Anna Andreevna. Naturally, in St. Petersburg. How can you stay here!

Mayor. Well, in St. Petersburg it’s like that in St. Petersburg; but it would be good here too. Well, I think, to hell with mayorism then, huh, Anna Andreevna?

Anna Andreevna. Naturally, what kind of urbanism!

Mayor. After all, as you think, Anna Andreevna, now you can achieve a great rank, because he is friends with all the ministers and goes to the palace, so he can do such a thing that in time you will become a general. What do you think, Anna Andreevna: is it possible to become a general?

Anna Andreevna. Still would! Of course you can.

Mayor. Damn it, it's nice to be a general! The cavalry will be hung over your shoulder. Which cavalry is better, Anna Andreevna: red or blue?

Anna Andreevna. Of course, blue is better.

Mayor. Eh? look what you wanted! good and red. After all, why do you want to be a general? - because if you go somewhere, couriers and adjutants will gallop ahead everywhere: “Horses!” And there at the stations they won’t give it to anyone, everything is waiting: all these titular officers, captains, mayors, but you don’t even give a damn. You're having lunch somewhere with the governor, and there - stop, mayor! Heh, heh, heh! (Breaks out and dies with laughter.) That's what, channelism, tempting!

Anna Andreevna. You like everything so rough. You must remember that your life needs to be completely changed, that your acquaintances will not be like some dog breeder judge with whom you go to poison hares, or Strawberry; on the contrary, your acquaintances will have the most subtle address: counts and all secular... Only I, really, am afraid for you: sometimes you will utter such a word that you will never hear in good society.

Mayor. Well? after all, the word does not harm.

Anna Andreevna. Yes, it was good when you were a mayor. But life there is completely different.

Mayor. Yes, they say there are two fish there: vendace and smelt, such that your mouth will start to flow as soon as you start eating.
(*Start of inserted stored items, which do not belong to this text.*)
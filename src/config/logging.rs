use tracing_subscriber::{fmt, EnvFilter};

/// Install the global `tracing` subscriber for a binary.
///
/// `RUST_LOG` overrides `default_directive`; log lines go to stderr so that
/// stdout stays reserved for user-facing output.
pub fn init_tracing(default_directive: &str) {
    let filter = EnvFilter::try_from_default_env()
        .unwrap_or_else(|_| EnvFilter::new(default_directive));
    let _ = fmt()
        .with_env_filter(filter)
        .with_writer(std::io::stderr)
        .with_target(false)
        .try_init();
}
use std::path::{Path, PathBuf};

use thiserror::Error;

/// Convenient alias for results returned by library modules.
pub type Result<T> = std::result::Result<T, Error>;

#[derive(Debug, Error)]
pub enum Error {
    #[error("invalid configuration: {0}")]
    Config(String),

    #[error("failed to {action} {}: {source}", path.display())]
    Io {
        action: &'static str,
        path: PathBuf,
        #[source]
        source: std::io::Error,
    },

    #[error("error getting channel info: {0}")]
    ChannelInfo(String),

    #[error("failed to fetch videos: {0}")]
    VideoFetch(String),

    #[error("error getting info for video {video_id}: {message}")]
    InvalidVideo { video_id: String, message: String },

    #[error("audio download failed: {0}")]
    AudioDownload(String),

    #[error("transcription failed: {0}")]
    Transcription(String),

    #[error("{tool} failed: {message}")]
    Tool { tool: String, message: String },

    #[error("output error: {0}")]
    Output(String),

    #[error(transparent)]
    Json(#[from] serde_json::Error),
}

impl Error {
    pub fn config(message: impl Into<String>) -> Self {
        Self::Config(message.into())
    }

    pub fn io(action: &'static str, path: impl AsRef<Path>, source: std::io::Error) -> Self {
        Self::Io {
            action,
            path: path.as_ref().to_path_buf(),
            source,
        }
    }

    pub fn tool(tool: impl Into<String>, message: impl Into<String>) -> Self {
        Self::Tool {
            tool: tool.into(),
            message: message.into(),
        }
    }
}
Anna Andreevna. All he wants is fish! I really want our house to be the first in the capital and for my room to have such an aroma that it is impossible to enter and you only have to close your eyes this way. (Closes his eyes and sniffs.) Oh, how good!

Phenomenon II

The same And merchants.


Mayor. A! Hello, falcons!

Merchants(bowing). We wish you good health, father!

Mayor. Well, my dears, how are you? How is your item going? What, samovar makers, arshinniks, should complain? Archpluts, proto-beasts, worldly swindlers! complain? What, did you take a lot? So, they think, that’s how they’ll put him in prison!.. Do you know, seven devils and one witch are in your teeth, that...

Anna Andreevna. Oh, my God, what words you let out, Antosha!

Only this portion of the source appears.